Unless his parents give him permission or he becomes emancipated, then the age to move out is 18. Sorry.
Although I have answered the question to try to help you, you should consult with a lawyer in your area in person on the matter. In addition, my answer does not establish an attorney-client relationship between us.
No, legally he can't make that decision for himself until the day he turns 18. He's an adult for criminal purposes when he turns 17, and maybe that's where some of that confusion comes from, I don't know. Yes, in reality lots of kids DO move out when they're 17, and nobody really seems to much care or be interested in doing anything about it, but then, that "nobody" factor typically includes their parents. If this boy (your "cousin-in-law"?) has a situation where his parents are abusive, they may not care, and may actually be thankful to get rid of him, in which case there's not a problem there. Technically, it would be a good idea to apply foe guardianship if you're going to do that, because otherwise there might be situations involving his school or medical care that could be problematic otherwise.
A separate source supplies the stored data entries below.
//! Connection-time agent overrides for the three resume scenarios.
//!
//! The base system prompt is fetched from the platform (single source of
//! truth); this module only appends scenario-specific context and picks the
//! opening line. Prompt addenda are rendered with minijinja templates.

use minijinja::Environment;
use once_cell::sync::Lazy;
use serde::{Deserialize, Serialize};
use serde_json::json;

use voko_core::error::{Result, VokoError};
use voko_core::persisted::{Language, PersistedState};
use voko_core::resume::ResumeScenario;

/// `conversation_config_override` payload of the initiation event.
#[derive(Debug, Clone, PartialEq, Serialize, Deserialize)]
pub struct ConversationOverrides {
    pub agent: AgentOverrides,
}

#[derive(Debug, Clone, PartialEq, Serialize, Deserialize)]
pub struct AgentOverrides {
    pub language: String,
    #[serde(skip_serializing_if = "Option::is_none")]
    pub first_message: Option<String>,
    #[serde(skip_serializing_if = "Option::is_none")]
    pub prompt: Option<PromptOverride>,
}

#[derive(Debug, Clone, PartialEq, Serialize, Deserialize)]
pub struct PromptOverride {
    pub prompt: String,
}

const MID_DRAFT_TEMPLATE: &str = r#"{{ base_prompt }}{{ language_instruction }}

## Session Context (Resuming Mid-Session)
The user was in the middle of a coaching session. Current state:
{{ state_json }}
{%- if understanding %}

Your understanding: {{ understanding }}
{%- endif %}
{%- if user_context %}

Accumulated user context: {{ user_context }}
{%- endif %}

Continue coaching from where you left off. Don't re-introduce yourself. Call update_todos immediately with the current todos, and update_workspace to restore the screen, then continue the conversation."#;

const RETURNING_TEMPLATE: &str = r#"{{ base_prompt }}{{ language_instruction }}

## Returning User Context
This user has worked with you before. Here's what you know about them:

{{ user_context }}
{%- if objectives %}

Previous OKRs drafted:
{%- for objective in objectives %}
{{ loop.index }}. "{{ objective }}"
{%- endfor %}
{%- endif %}

Skip the initial introductions - you already know this user. Greet them warmly and ask what they'd like to work on next. Call update_todos immediately with a fresh coaching roadmap."#;

const GERMAN_INSTRUCTION: &str =
    "\n\n## Language\nRespond in German (Deutsch). The user's interface is set to German.";

/// How many archived objectives the returning-user prompt summarizes.
const HISTORY_LIMIT: usize = 5;

static TEMPLATES: Lazy<Environment<'static>> = Lazy::new(|| {
    let mut env = Environment::new();
    env.add_template("mid_draft", MID_DRAFT_TEMPLATE)
        .expect("mid_draft template is valid");
    env.add_template("returning", RETURNING_TEMPLATE)
        .expect("returning template is valid");
    env
});

fn welcome_back_message(language: Language) -> &'static str {
    match language {
        Language::De => "Willkommen zurück! Lass uns da weitermachen, wo wir aufgehört haben.",
        Language::En => "Welcome back! Let's continue where we left off.",
    }
}

fn returning_message(language: Language) -> &'static str {
    match language {
        Language::De => {
            "Schön, dich wieder zu sehen! Was möchtest du dieses Mal angehen — ein neues OKR für dasselbe Team, oder etwas ganz anderes?"
        }
        Language::En => {
            "Great to see you again! What would you like to work on this time — a new OKR for the same team, or something different?"
        }
    }
}

fn language_instruction(language: Language) -> &'static str {
    match language {
        Language::De => GERMAN_INSTRUCTION,
        Language::En => "",
    }
}

fn render(name: &str, ctx: minijinja::Value) -> Result<String> {
    let template = TEMPLATES
        .get_template(name)
        .map_err(|err| VokoError::internal(format!("missing template {name}: {err}")))?;
    template
        .render(ctx)
        .map_err(|err| VokoError::internal(format!("failed to render {name}: {err}")))
}

/// Builds the connection overrides for a selected resume scenario.
///
/// The fresh-user scenario only forces the language preference; the agent's
/// own configured prompt and introduction apply.
pub fn build_overrides(
    scenario: ResumeScenario,
    state: &PersistedState,
    base_prompt: &str,
) -> Result<ConversationOverrides> {
    let language = state.language;

    let agent = match scenario {
        ResumeScenario::MidDraft => {
            let draft = &state.current_session;
            let state_json = serde_json::to_string(&json!({
                "impact": draft.impact,
                "outcome": draft.outcome,
                "output": draft.output,
            }))?;

            let prompt = render(
                "mid_draft",
                minijinja::context! {
                    base_prompt => base_prompt,
                    language_instruction => language_instruction(language),
                    state_json => state_json,
                    understanding => draft.understanding,
                    user_context => state.user_context,
                },
            )?;

            AgentOverrides {
                language: language.code().to_string(),
                first_message: Some(welcome_back_message(language).to_string()),
                prompt: Some(PromptOverride { prompt }),
            }
        }

        ResumeScenario::Returning => {
            let objectives: Vec<&str> = state.recent_objectives(HISTORY_LIMIT);

            let prompt = render(
                "returning",
                minijinja::context! {
                    base_prompt => base_prompt,
                    language_instruction => language_instruction(language),
                    user_context => state.user_context,
                    objectives => objectives,
                },
            )?;

            AgentOverrides {
                language: language.code().to_string(),
                first_message: Some(returning_message(language).to_string()),
                prompt: Some(PromptOverride { prompt }),
            }
        }

        ResumeScenario::Fresh => AgentOverrides {
            language: language.code().to_string(),
            first_message: None,
            prompt: None,
        },
    };

    Ok(ConversationOverrides { agent })
}
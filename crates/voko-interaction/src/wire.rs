//! Wire protocol of the conversational platform's WebSocket.
//!
//! Only the events the client actually consumes are modeled with full
//! payloads; everything else keeps an opaque body or is tolerated via the
//! `Unknown` fallback so a platform-side protocol addition never kills a
//! running session.

use serde::{Deserialize, Serialize};
use serde_json::Value;

use crate::overrides::ConversationOverrides;

/// A tool invocation the agent expects the client to execute and answer.
#[derive(Debug, Clone, PartialEq, Serialize, Deserialize)]
pub struct ToolCall {
    pub tool_name: String,
    pub tool_call_id: String,
    #[serde(default)]
    pub parameters: Value,
}

#[derive(Debug, Clone, PartialEq, Serialize, Deserialize)]
pub struct UserTranscriptEvent {
    pub user_transcript: String,
}

#[derive(Debug, Clone, PartialEq, Serialize, Deserialize)]
pub struct AgentResponseEvent {
    pub agent_response: String,
}

#[derive(Debug, Clone, PartialEq, Serialize, Deserialize)]
pub struct PingEvent {
    pub event_id: u64,
    #[serde(default)]
    pub ping_ms: Option<u64>,
}

/// Events delivered by the platform. Applied to the view model strictly in
/// delivery order; unrecognized event types decode to `Unknown` and are
/// skipped.
#[derive(Debug, Clone, PartialEq, Serialize, Deserialize)]
#[serde(tag = "type", rename_all = "snake_case")]
pub enum ServerEvent {
    ConversationInitiationMetadata {
        #[serde(default)]
        conversation_initiation_metadata_event: Option<Value>,
    },
    UserTranscript {
        user_transcription_event: UserTranscriptEvent,
    },
    AgentResponse {
        agent_response_event: AgentResponseEvent,
    },
    AgentResponseCorrection {
        #[serde(default)]
        agent_response_correction_event: Option<Value>,
    },
    /// Synthesized speech chunks; the core ignores the payload entirely.
    Audio {
        #[serde(default)]
        audio_event: Option<Value>,
    },
    Interruption {
        #[serde(default)]
        interruption_event: Option<Value>,
    },
    Ping {
        ping_event: PingEvent,
    },
    ClientToolCall {
        client_tool_call: ToolCall,
    },
    #[serde(other)]
    Unknown,
}

/// Events the client sends to the platform.
#[derive(Debug, Clone, PartialEq, Serialize, Deserialize)]
#[serde(tag = "type", rename_all = "snake_case")]
pub enum ClientEvent {
    /// Opens the conversation, optionally overriding agent configuration
    /// (resume prompt, first message, language).
    ConversationInitiationClientData {
        #[serde(skip_serializing_if = "Option::is_none")]
        conversation_config_override: Option<ConversationOverrides>,
    },
    /// Answer to a `Ping`.
    Pong { event_id: u64 },
    /// Synchronous acknowledgment of a tool call. The agent's turn stalls
    /// until this arrives.
    ClientToolResult {
        tool_call_id: String,
        result: String,
        is_error: bool,
    },
}
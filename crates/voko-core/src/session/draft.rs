//! The live session draft and its update operations.

use std::collections::HashSet;

use serde::{Deserialize, Serialize};

use crate::normalize::{TodoUpdate, WorkspaceUpdate};
use crate::session::model::{Impact, Okr, Output, TodoItem, WorkspaceSection, newly_completed};
use crate::session::transcript::Transcript;

/// The canonical in-memory state of the current coaching session.
///
/// Owned exclusively by the session controller during a live session; the
/// persistence layer only ever sees serialized copies (copy-out/copy-in,
/// never shared references).
#[derive(Debug, Clone, PartialEq, Default, Serialize, Deserialize)]
pub struct SessionDraft {
    pub messages: Transcript,
    pub todos: Vec<TodoItem>,
    pub impact: Impact,
    pub outcome: Option<Okr>,
    pub output: Output,
    #[serde(default)]
    pub sections: Vec<WorkspaceSection>,
    pub understanding: String,
}

impl SessionDraft {
    /// True when any workspace field holds draft content. This is the
    /// mid-draft condition for resume-scenario selection; the transcript
    /// alone does not count as draft content.
    pub fn has_draft_content(&self) -> bool {
        !self.todos.is_empty()
            || self.outcome.is_some()
            || self.impact.strategy.is_some()
            || !self.impact.kpis.is_empty()
            || !self.output.initiatives.is_empty()
            || !self.sections.is_empty()
    }

    /// Replaces the checklist wholesale and returns the set of ids that
    /// became completed with this update.
    ///
    /// An omitted `understanding` preserves the existing memo; an explicit
    /// empty string clears it.
    pub fn apply_todos(&mut self, update: TodoUpdate) -> HashSet<String> {
        let fresh = newly_completed(&self.todos, &update.todos);
        self.todos = update.todos;
        if let Some(understanding) = update.understanding {
            self.understanding = understanding;
        }
        fresh
    }

    /// Applies a workspace update with full-replacement semantics per field.
    ///
    /// Tool calls are wholesale state sync, not incremental patches: every
    /// field the agent sent replaces the local value entirely, and every
    /// field it omitted is left untouched.
    pub fn apply_workspace(&mut self, update: WorkspaceUpdate) {
        if let Some(impact) = update.impact {
            self.impact = impact;
        }
        if let Some(outcome) = update.outcome {
            self.outcome = Some(outcome);
        }
        if let Some(output) = update.output {
            self.output = output;
        }
        if let Some(sections) = update.sections {
            self.sections = sections;
        }
        if let Some(understanding) = update.understanding {
            self.understanding = understanding;
        }
    }

    /// Clears every field back to the fresh-session state.
    pub fn reset(&mut self) {
        *self = SessionDraft::default();
    }
}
Often people don't bother with this, and sometimes it works out just fine, but if he were to say end up in the hospital and you needed to be able to talk to his doctor and make medical decisions for him in a time sensitive situation, it could be a mess, especially if the parents weren't cooperative.
If the parents won't agree though, you could be exposing yourself to criminal liability by letting him live with you, and you don't want to put yourself in that situation. The offense you'd be charged with is "Harboring a Runaway", and it does apply to any child under 18. There's a provision in it that basically protects grandparents in your husband's situation, but it would not extend to first cousins. Yeah, it's fairly unlikely that it would actually reach the point of you getting convicted fir it under these circumstances, and I doubt the police would have any real interest in arresting you, but if the parents pushed hard enough (or you just got unlucky and got a cop who insists upon "the letter of te law"), you could actually go to jail for this. It might not seem like a particularly fair solution to this, but perhaps the parents would be more inclined to say okay if you offered to cover all his expenses? If you can afford to do so (or if he can get a part-time job to help out), yiu never know--they might jump at the opportunity to relieve themselves of their parental obligations a bit early..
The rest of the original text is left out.